The National Emergency Stockpile System (NESS) is a federal Government of Canada response to the needs of the health care system in case of an emergency. It is a responsibility of the Public Health Agency of Canada (PHAC).

Synopsis
The NESS is:

The NESS anticipates a pandemic and therefore procures health supplies, such as sanitizers/disinfectants, ventilators and N95 masks. The Federal Budget 2006 allocated $600 million for general pandemic planning and preparedness activities, such as the NESS.

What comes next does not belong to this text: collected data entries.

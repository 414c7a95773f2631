//! Audit trail queries

use chrono::NaiveDate;
use serde::{Deserialize, Serialize};
use wms_core::model::AuditAction;
use wms_core::rules::parse_date;

use super::{clamp_limit, ServiceContext, ServiceError};
use crate::db::repos::{AuditEntry, AuditQuery, AuditRepo, AuditSummary};

const DEFAULT_LIMIT: i64 = 50;
const MAX_LIMIT: i64 = 1000;

#[derive(Debug, Clone, Default, Deserialize)]
pub struct AuditFilter {
    pub scan_record_id: Option<i64>,
    pub action: Option<String>,
    pub changed_by: Option<String>,
    pub date: Option<String>,
    pub limit: Option<i64>,
}

#[derive(Debug, Clone, Serialize)]
pub struct AuditEntryView {
    #[serde(flatten)]
    pub entry: AuditEntry,
    pub change_date_local: String,
}

#[derive(Debug, Clone, Serialize)]
pub struct DailyAuditSummary {
    pub date: NaiveDate,
    #[serde(flatten)]
    pub totals: AuditSummary,
}

pub struct AuditService<'a> {
    ctx: ServiceContext<'a>,
}

impl<'a> AuditService<'a> {
    pub fn new(ctx: ServiceContext<'a>) -> Self {
        Self { ctx }
    }

    pub async fn history(&self, filter: &AuditFilter) -> Result<Vec<AuditEntryView>, ServiceError> {
        let action = filter
            .action
            .as_deref()
            .map(str::trim)
            .filter(|s| !s.is_empty())
            .map(str::parse::<AuditAction>)
            .transpose()?;

        let (start, end) = match filter.date.as_deref().map(str::trim).filter(|s| !s.is_empty()) {
            Some(raw) => {
                let (s, e) = self.ctx.calendar.day_bounds(parse_date(raw)?);
                (Some(s), Some(e))
            }
            None => (None, None),
        };

        let query = AuditQuery {
            scan_record_id: filter.scan_record_id,
            action,
            changed_by: filter
                .changed_by
                .as_deref()
                .map(str::trim)
                .filter(|s| !s.is_empty())
                .map(str::to_owned),
            start,
            end,
            limit: clamp_limit(filter.limit, DEFAULT_LIMIT, MAX_LIMIT),
        };

        let entries = AuditRepo::new(self.ctx.pool).query(&query).await?;
        Ok(entries
            .into_iter()
            .map(|entry| AuditEntryView {
                change_date_local: self.ctx.calendar.format_local(entry.change_date),
                entry,
            })
            .collect())
    }

    /// Totals for one site-local day; today when `date` is absent.
    pub async fn daily_summary(&self, date: Option<&str>) -> Result<DailyAuditSummary, ServiceError> {
        let date = match date.map(str::trim).filter(|s| !s.is_empty()) {
            Some(raw) => parse_date(raw)?,
            None => self.ctx.calendar.today(chrono::Utc::now()),
        };
        let (start, end) = self.ctx.calendar.day_bounds(date);
        let totals = AuditRepo::new(self.ctx.pool).summary(start, end).await?;
        Ok(DailyAuditSummary { date, totals })
    }
}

As of May 2020, the NESS was the responsibility of the Vice-President, Health Security Infrastructure Branch at the PHAC. The NESS had fallen on hard times, with a staff of 18 people in normal times, and a budget in 2019 of $3 million. The stockpile was reduced in 2019 from 11 warehouses in nine cities to eight warehouses across six cities.

History
The NESS was established in 1952 when the Cold War was just begun.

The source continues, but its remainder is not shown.